//3// Reflections on Teaching Matrices to Miss C’s year 8 (7/2/11) by Alistair Bissell

‘Matrices’ is a common task in my school’s scheme of work for year 8 (see Previous Post) where students investigate the effects of transforming shapes using different 2x2 matrices.  The starting point is to get students to plot points A to F (shown in blue below), and to transform them with the matrix : 

Thinking about how to get a class of mixed ability year 8 students to do this can be very daunting for teachers who have not taught this task before, but our department has found it to be very engaging for students once they get over the initial hurdle of being able to transform shapes. In discussing with another teacher (Miss C) how they might begin this task, I offered to teach the first lesson so that they could observe. I have previously had the opportunity to observe another teacher teach my class, and found it very influential – it is always helpful to observe other teachers, but to see what your own students do with another teacher can be fascinating and surprising! Having offered to do this, I now had the daunting task of planning a lesson for an established class of students that I’d not taught before.

In a first lesson with a new class I generally aim to get students working mathematically as quickly as possible so that I can comment on their mathematical behaviour, as this provides a way of giving students purpose and supporting them in working mathematically. I was aware that a first lesson on matrices would not necessarily be open enough for students to display many of the behaviours I consider to be mathematical; at least not for the majority of the lesson, while they need to learn (be able to reproduce) the process of transforming a shape with a 2x2 matrix. I was aware that these year 8 students were familiar with PLTS (Personal Learning and Thinking Skills) language of Creative Thinker, Self Manager, Team Worker, Independent Enquirer, Reflective Learner and Effective Participator, and would have experiences from year 7 which they would relate to these labels, so referring to these might provide strategies to support them in this lesson.

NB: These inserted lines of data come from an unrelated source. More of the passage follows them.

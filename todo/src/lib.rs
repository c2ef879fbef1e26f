//! Todo collection manager built on the Tasklist reducer architecture.
//!
//! - [`sanitizer`]: trims, escapes, and validates titles
//! - [`persistence`]: debounced writes and tolerant reads of the collection
//! - [`notifications`]: ordered queue of result messages
//! - [`error`]: error taxonomy and the classifier turning errors into messages
//! - [`reducer`]: the business rules (capacity, one-way finish, ordering)
//! - [`app`]: [`TodoApp`], the facade a UI talks to
//!
//! # Quick Start
//!
//! ```no_run
//! use std::sync::Arc;
//! use tasklist_core::environment::{SystemClock, UuidGenerator};
//! use todo::{FileStorage, PersistenceGateway, TodoApp, TodoEnvironment};
//!
//! # async fn example() -> Result<(), Box<dyn std::error::Error>> {
//! let storage = FileStorage::open(".todo")?;
//! let env = TodoEnvironment::new(
//!     Arc::new(SystemClock),
//!     Arc::new(UuidGenerator),
//!     PersistenceGateway::new(Arc::new(storage)),
//! );
//! let app = TodoApp::open(env);
//!
//! app.add_todo("Buy milk").await;
//! for todo in app.todos().await {
//!     println!("{} {}", todo.id, todo.title);
//! }
//! app.flush().await;
//! # Ok(())
//! # }
//! ```

pub mod app;
pub mod config;
pub mod error;
pub mod notifications;
pub mod persistence;
pub mod reducer;
pub mod sanitizer;
pub mod storage;
pub mod telemetry;
pub mod types;

// Re-export commonly used types
pub use app::{TodoApp, TodoStore};
pub use config::TodoConfig;
pub use error::{classify, ErrorKind, TodoError};
pub use notifications::NotificationQueue;
pub use persistence::{PersistenceGateway, StoredTodo};
pub use reducer::{TodoEnvironment, TodoReducer};
pub use storage::FileStorage;
pub use types::{MessageId, MessageKind, ResultMessage, Todo, TodoAction, TodoId, TodoState};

Most of my time in planning this lesson went into thinking about what the students would need in order to be successful in performing a matrix transformation, as this would provide things for me to focus my comments on in the lesson. I found it very difficult to pin down what was mathematical about transforming a shape using a 2x2 matrix. It definitely involves plotting coordinates, multiplying and adding, but there is more to working mathematically than this! I began to question what it was that I wanted these students to learn in this lesson, and while I definitely valued the learning that had taken place when I’d worked on this task in previous years, it began to feel like the main purpose of this first lesson was to set up a situation that students could go on to investigate in the following lessons. I have never really considered being able to perform a complex process to be particularly mathematical, but this seemed to be the most mathematical aspect of what the students would be doing for the majority of the lesson, and felt like something that I could comment on.

My school currently insists on having three (all, most, some) learning objectives on the board in every lesson, so I have been experimenting with these being aspects of working mathematically that I can focus my comments on. For this lesson I chose:

All:          Self Manager – Be able to carry out a complex mathematical process

Most:      Reflective Learner – Write a comment about what you notice

Some:     Effective Participator – Share your work with other students

I was surprised that the focus of ‘Self Manager – be able to carry out a complex mathematical process’ felt completely natural in the lesson, as I could link nearly everything the students did to this! Suddenly getting stuck became part of being mathematical, as did putting your hand up to ask a question, talking to other students and checking whether answers were correct.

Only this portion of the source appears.